What do you think of this project?


  • Total voters
    39
There are a few very specific criticisms of this project in the comments and as someone who is not a professional architect, I find it hard to reconcile the plans I am looking at with those criticisms.

I think it would be excellent, and helpful, to lay people like myself if criticisms could be followed up with different ideas. Maybe some sketches of alternate concepts?

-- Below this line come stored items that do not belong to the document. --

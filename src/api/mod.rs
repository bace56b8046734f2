use std::path::{Path, PathBuf};

use log::info;

use crate::{
    cache,
    git::GitWorkingCopy,
    model::UpgradeRequest,
    publish::{PublishError, Published, TemplatePublisher},
};

mod builder;

pub use builder::CatalogPublisherBuilder;

/// Entry point used by the command line: a [`TemplatePublisher`] over libgit2
/// with a fixed cache directory.
pub struct CatalogPublisher {
    publisher: TemplatePublisher<GitWorkingCopy>,
    cache_directory: PathBuf,
    default_branch: String,
}

impl CatalogPublisher {
    pub fn builder() -> CatalogPublisherBuilder {
        CatalogPublisherBuilder::default()
    }

    pub fn cache_directory(&self) -> &Path {
        &self.cache_directory
    }

    pub fn default_branch(&self) -> &str {
        &self.default_branch
    }

    /// Publishes a new version of a template
    pub fn publish(&self, request: &UpgradeRequest) -> Result<Published, PublishError> {
        self.publisher.publish(request)
    }

    /// Syncs the repository and returns the latest version of a template
    pub fn latest_version(&self, request: &UpgradeRequest) -> Result<Option<u64>, PublishError> {
        self.publisher.latest_version(request)
    }

    /// Location of the working copy for a repository and branch
    pub fn cache_path(&self, remote_url: &str, branch: &str) -> PathBuf {
        cache::entry_path(&self.cache_directory, remote_url, branch)
    }

    /// Removes every cached working copy
    pub fn clear_cache(&self) -> std::io::Result<()> {
        if self.cache_directory.exists() {
            info!(
                "Clearing catalog repository cache {}.",
                self.cache_directory.display()
            );
            std::fs::remove_dir_all(&self.cache_directory)?;
        }
        Ok(())
    }
}
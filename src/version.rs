use std::path::{Path, PathBuf};

use log::{error, trace};
use thiserror::Error;

#[derive(Error, Debug)]
pub enum ScanError {
    #[error("Could not read template path {}", .path.display())]
    Read {
        path: PathBuf,
        #[source]
        source: std::io::Error,
    },
    #[error("No version can follow {latest} in {}", .path.display())]
    Exhausted { path: PathBuf, latest: u64 },
}

/// Returns the highest integer named entry of `template_path`.
///
/// Entries whose name is not a non-negative integer are skipped, so metadata
/// files may live next to the versions. `Ok(None)` means no version exists yet.
pub fn latest_version(template_path: &Path) -> Result<Option<u64>, ScanError> {
    let entries = std::fs::read_dir(template_path).map_err(|source| {
        error!(
            "Read template path {} failed: {}",
            template_path.display(),
            source
        );
        ScanError::Read {
            path: template_path.to_path_buf(),
            source,
        }
    })?;

    let mut latest = None;
    for entry in entries {
        let entry = entry.map_err(|source| ScanError::Read {
            path: template_path.to_path_buf(),
            source,
        })?;
        let file_name = entry.file_name();
        let Some(version) = file_name.to_str().and_then(|name| name.parse::<u64>().ok()) else {
            trace!("Skipping non version entry {:?}", file_name);
            continue;
        };
        latest = latest.max(Some(version));
    }

    Ok(latest)
}

/// Version following `latest` in `template_path`, starting at 0.
pub fn next_version(template_path: &Path, latest: Option<u64>) -> Result<u64, ScanError> {
    match latest {
        None => Ok(0),
        Some(latest) => latest.checked_add(1).ok_or_else(|| ScanError::Exhausted {
            path: template_path.to_path_buf(),
            latest,
        }),
    }
}
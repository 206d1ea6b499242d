//! UTC timestamps for transcript entries.

use chrono::{DateTime, SecondsFormat, Utc};
use serde::{Deserialize, Serialize};
use std::fmt;

/// Point in time, always UTC. Displays as RFC 3339 with millisecond precision.
#[derive(Debug, Clone, Copy, PartialEq, Eq, PartialOrd, Ord, Serialize, Deserialize)]
#[serde(transparent)]
pub struct Timestamp(DateTime<Utc>);

impl Timestamp {
    pub fn now() -> Self {
        Self(Utc::now())
    }

    pub fn as_datetime(&self) -> &DateTime<Utc> {
        &self.0
    }
}

impl From<DateTime<Utc>> for Timestamp {
    fn from(dt: DateTime<Utc>) -> Self {
        Self(dt)
    }
}

impl fmt::Display for Timestamp {
    fn fmt(&self, f: &mut fmt::Formatter<'_>) -> fmt::Result {
        f.write_str(&self.0.to_rfc3339_opts(SecondsFormat::Millis, true))
    }
}
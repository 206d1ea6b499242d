//! HTTP adapters - REST API implementations.
//!
//! `analysis` exposes the analyze and transcript endpoints. [`build_router`]
//! wraps them in the shared tower-http middleware stack.

pub mod analysis;

pub use analysis::{analysis_router, AnalysisAppState, ErrorResponse};

use axum::http::HeaderValue;
use axum::Router;
use tower::ServiceBuilder;
use tower_http::cors::{Any, CorsLayer};
use tower_http::timeout::TimeoutLayer;
use tower_http::trace::TraceLayer;

use crate::config::ServerConfig;

/// Builds the application router with tracing, CORS and timeout layers.
pub fn build_router(state: AnalysisAppState, server: &ServerConfig) -> Router {
    analysis_router().with_state(state).layer(
        ServiceBuilder::new()
            .layer(TraceLayer::new_for_http())
            .layer(cors_layer(server))
            .layer(TimeoutLayer::new(server.request_timeout())),
    )
}

/// Any origin when none are configured. Unparseable origins are skipped.
fn cors_layer(server: &ServerConfig) -> CorsLayer {
    let layer = CorsLayer::new().allow_methods(Any).allow_headers(Any);

    let origins: Vec<HeaderValue> = server
        .cors_origins_list()
        .into_iter()
        .filter_map(|origin| match origin.parse::<HeaderValue>() {
            Ok(value) => Some(value),
            Err(_) => {
                tracing::warn!(origin = %origin, "Ignoring invalid CORS origin");
                None
            }
        })
        .collect();

    if origins.is_empty() {
        layer.allow_origin(Any)
    } else {
        layer.allow_origin(origins)
    }
}
//! Transcript Store Adapters.

mod in_memory;

pub use in_memory::{InMemoryTranscriptStore, DEFAULT_MAX_ENTRIES, DEFAULT_MAX_SESSIONS};
//! Textual rendering used when no candidate path matches.
//!
//! Best-effort only: the first non-blank line of the rendered response is
//! shown to the user as-is, with no guarantee that it is the answer.

use serde_json::Value;

/// Renders a whole response as display text.
///
/// Null and empty containers render as empty text. Strings render as their
/// raw content so embedded newlines become separate lines. Everything else
/// renders as compact JSON.
pub fn render_text(value: &Value) -> String {
    match value {
        Value::Null => String::new(),
        Value::String(text) => text.clone(),
        Value::Array(items) if items.is_empty() => String::new(),
        Value::Object(map) if map.is_empty() => String::new(),
        other => other.to_string(),
    }
}

/// Returns the first line that is not blank, trimmed.
pub fn first_non_blank_line(text: &str) -> Option<&str> {
    text.lines().map(str::trim).find(|line| !line.is_empty())
}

Otherwise it seems too easy to say that things are a missed opportunity - show us what we're missing!
 
@positive1, as an architect, I could get drawn into a discussion -- rather lengthy I am guessing -- to do a thorough critique of the building. As a positive, the finishes are fine and the large window openings are also a plus. As I mentioned before, my strongest criticisms lie in missed opportunities from a planning perspective.
#1 the wind tunnel creation between the two towers at ground level. Towers (all towers when there is more than one) tend to create a kind of Venturi effect, speeding up prevailing winds by as much as a factor of 3. In Edmonton the prevailing winds are either from the westsouthwest (low pressure cell -- warming Chinooks in winter; thunderstorms in summer) or from the eastnortheast (high pressure cell -- brrrrrr in winter; hot and dry in summer). In any case the average windspeed in Edmonton through the day (with some seasonal variations) is 8 mph (a little less than 13 kph). Increasing this average by a factor of 3 around towers would mean an average of 24 mph (or about 38 kph). The space between the two towers in this proposal line up rather nicely for the prevailing winds to create a more-than-uncomfortable blast through the open space. This could be partially mitigated by landscape (generous use of evergreens to block the wind). Instead, however, the architects could have designed the podia of the towers to better enclose this space and to make it more functionally use-able. Considering the density of residential in the neighbourhood it could have been an ideal retail/hospitality enclave. To my mind NO thought was given to the utility of this space.
#2 Retail of the bricks-and-mortar variety is dying a very quick death and so designing a building with great massive retail bays -- particularly on a multi-storey facing wall -- is also poorly thought out. There are many scholarly articles on the demise of street-front retail. The "new" retail needs to be small, specialized, and reasonably agile (able to change locations and goods-variety quickly). The effort with this proposal again gives NO thought to the future -- just the "same old, same old". There could have been an imaginative cut through the Jasper Avenue frontage tying in the rear lane with myriad small niches for the "new" retail.
#3 the towers -- perhaps other than materials -- reflect a design idiom that is dated -- rectilinear towers with "bolted on balconies" -- hence the phrase "good enough for Edmonton".
Now, you may have specific reasons for liking this development. But if I take away the arguments for height, density and material usage, what is the defense?
The criminality here lies in the fact that this is potentially a two-block site that could have had pedestrian bridges spanning spaces for both ground-level pedestrians and vehicular traffic. It could have had a greater corner impact with an angled facade. It could have had more use-able common space both at ground level and on podia roofs. It could have been a "town centre" for Oliver. In essence we are talking about a similar situation to the Ice District's tower B -- remember how well thought out the original proposal was with pedestrian-traffic-generating grocery stores, fitness and sports stores, restaurants and movie theatres. How well received was the last version of tower B when even the podium rooftop garden pocket-park was stripped and the tower (diminished in size) became just another bolted-on balcony rectilinear structure?